After shock results last year, from Britain’s vote to leave the European Union to the election of U.S. President Donald Trump, many look to Merkel to rally a bruised liberal Western order and lead a post-Brexit Europe.
Merkel’s conservative bloc - her Christian Democrats (CDU) and their Bavarian allies, the Christian Social Union (CSU) - won 32.5 percent of the vote, making them by far the largest parliamentary group, according to an exit poll for the broadcaster ARD.
Their closest rivals, the centre-left Social Democrats (SPD), slumped to 20.0 percent - a new post-war low. The far-right Alternative for Germany (AfD) stunned the establishment by finishing third and entering parliament for the first time with 13.5 percent.

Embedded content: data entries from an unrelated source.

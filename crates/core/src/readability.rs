//! The primary extraction strategy.
//!
//! [`Readability`] runs the full pipeline over a page: metadata from the raw
//! HTML, then preprocessing, candidate scoring and cleanup for the body.
//!
//! # Example
//!
//! ```rust
//! use shelfmark_core::Readability;
//!
//! let paragraph = "A paragraph of real prose, with commas, clauses and plenty of words to score. ".repeat(4);
//! let html = format!(
//!     "<html><head><title>Post</title></head><body><article class=\"post\"><p>{paragraph}</p></article></body></html>"
//! );
//! let article = Readability::new().parse_with_url(&html, "https://example.com/post").unwrap();
//! assert_eq!(article.metadata.title.as_deref(), Some("Post"));
//! assert!(article.text_content.starts_with("A paragraph of real prose"));
//! ```

use url::Url;

use crate::article::Article;
use crate::extract::{ExtractConfig, extract_content};
use crate::metadata::extract_metadata;
use crate::parse::Document;
use crate::postprocess::PostProcessConfig;
use crate::preprocess::{PreprocessConfig, preprocess_html};
use crate::{Result, ShelfmarkError};

/// Tuning for [`Readability`].
///
/// ```rust
/// use shelfmark_core::ReadabilityConfig;
///
/// let config = ReadabilityConfig::builder().min_score(25.0).preserve_images(false).build();
/// assert_eq!(config.min_score, 25.0);
/// ```
#[derive(Debug, Clone)]
pub struct ReadabilityConfig {
    /// Minimum score of the winning container (default: 10.0).
    pub min_score: f64,

    /// Character threshold; containers under a tenth of it are not scored (default: 250).
    pub char_threshold: usize,

    /// Maximum elements to score, 0 for unlimited (default: 1000).
    pub max_elems_to_parse: usize,

    /// Unwrap elements whose class or id looks like page chrome (default: true).
    pub remove_unlikely: bool,

    /// Keep `class` attributes in the cleaned HTML (default: false).
    pub keep_classes: bool,

    /// Keep images in the cleaned HTML (default: true).
    pub preserve_images: bool,
}

impl Default for ReadabilityConfig {
    fn default() -> Self {
        Self {
            min_score: 10.0,
            char_threshold: 250,
            max_elems_to_parse: 1000,
            remove_unlikely: true,
            keep_classes: false,
            preserve_images: true,
        }
    }
}

impl ReadabilityConfig {
    pub fn builder() -> ReadabilityConfigBuilder {
        ReadabilityConfigBuilder::default()
    }

    fn extract_config(&self) -> ExtractConfig {
        ExtractConfig {
            min_score_threshold: self.min_score,
            char_threshold: self.char_threshold,
            max_elements: self.max_elems_to_parse,
            postprocess: PostProcessConfig {
                strip_images: !self.preserve_images,
                keep_classes: self.keep_classes,
                ..Default::default()
            },
            ..Default::default()
        }
    }
}

/// Fluent builder for [`ReadabilityConfig`].
#[derive(Debug, Default)]
pub struct ReadabilityConfigBuilder {
    config: ReadabilityConfig,
}

impl ReadabilityConfigBuilder {
    pub fn min_score(mut self, value: f64) -> Self {
        self.config.min_score = value;
        self
    }

    pub fn char_threshold(mut self, value: usize) -> Self {
        self.config.char_threshold = value;
        self
    }

    pub fn max_elems_to_parse(mut self, value: usize) -> Self {
        self.config.max_elems_to_parse = value;
        self
    }

    pub fn remove_unlikely(mut self, value: bool) -> Self {
        self.config.remove_unlikely = value;
        self
    }

    pub fn keep_classes(mut self, value: bool) -> Self {
        self.config.keep_classes = value;
        self
    }

    pub fn preserve_images(mut self, value: bool) -> Self {
        self.config.preserve_images = value;
        self
    }

    pub fn build(self) -> ReadabilityConfig {
        self.config
    }
}

/// Readability-style article extraction over HTML that is already in hand.
#[derive(Debug, Clone, Default)]
pub struct Readability {
    config: ReadabilityConfig,
}

impl Readability {
    pub fn new() -> Self {
        Self::default()
    }

    pub fn with_config(config: ReadabilityConfig) -> Self {
        Self { config }
    }

    /// Extracts the article from `html` with no base URL.
    ///
    /// # Errors
    ///
    /// [`ShelfmarkError::NoContent`] or [`ShelfmarkError::NotReadable`] when no
    /// body text can be found.
    pub fn parse(&self, html: &str) -> Result<Article> {
        self.extract(html, None)
    }

    /// Extracts the article from `html`, resolving relative links against `url`.
    ///
    /// # Errors
    ///
    /// [`ShelfmarkError::InvalidUrl`] if `url` does not parse, otherwise as
    /// [`Readability::parse`].
    pub fn parse_with_url(&self, html: &str, url: &str) -> Result<Article> {
        let base_url = Url::parse(url).map_err(|e| ShelfmarkError::InvalidUrl(e.to_string()))?;
        self.extract(html, Some(base_url))
    }

    fn extract(&self, html: &str, base_url: Option<Url>) -> Result<Article> {
        let mut raw = Document::parse(html)?;
        if let Some(url) = base_url.clone() {
            raw.set_base_url(url);
        }
        let metadata = extract_metadata(&raw);

        let preprocess = PreprocessConfig {
            remove_unlikely: self.config.remove_unlikely,
            base_url: base_url.clone(),
            ..Default::default()
        };
        let cleaned = Document::parse(&preprocess_html(html, &preprocess))?;
        let extracted = extract_content(&cleaned, &self.config.extract_config())?;

        let article = Article::new(extracted.content, metadata, base_url.map(String::from));
        if article.text_content.trim().is_empty() {
            return Err(ShelfmarkError::NoContent);
        }
        Ok(article)
    }
}

/// [`Readability::parse_with_url`] with default settings.
pub fn parse_with_url(html: &str, url: &str) -> Result<Article> {
    Readability::new().parse_with_url(html, url)
}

Merkel, Europe’s longest-serving leader, joins the late Helmut Kohl, her mentor who reunified Germany, and Konrad Adenauer, who led Germany’s rebirth after World War Two, as the only post-war chancellors to win four national elections.
She must now form a coalition government - an arduous process that could take months as all potential partners are unsure whether they really want to share power with her.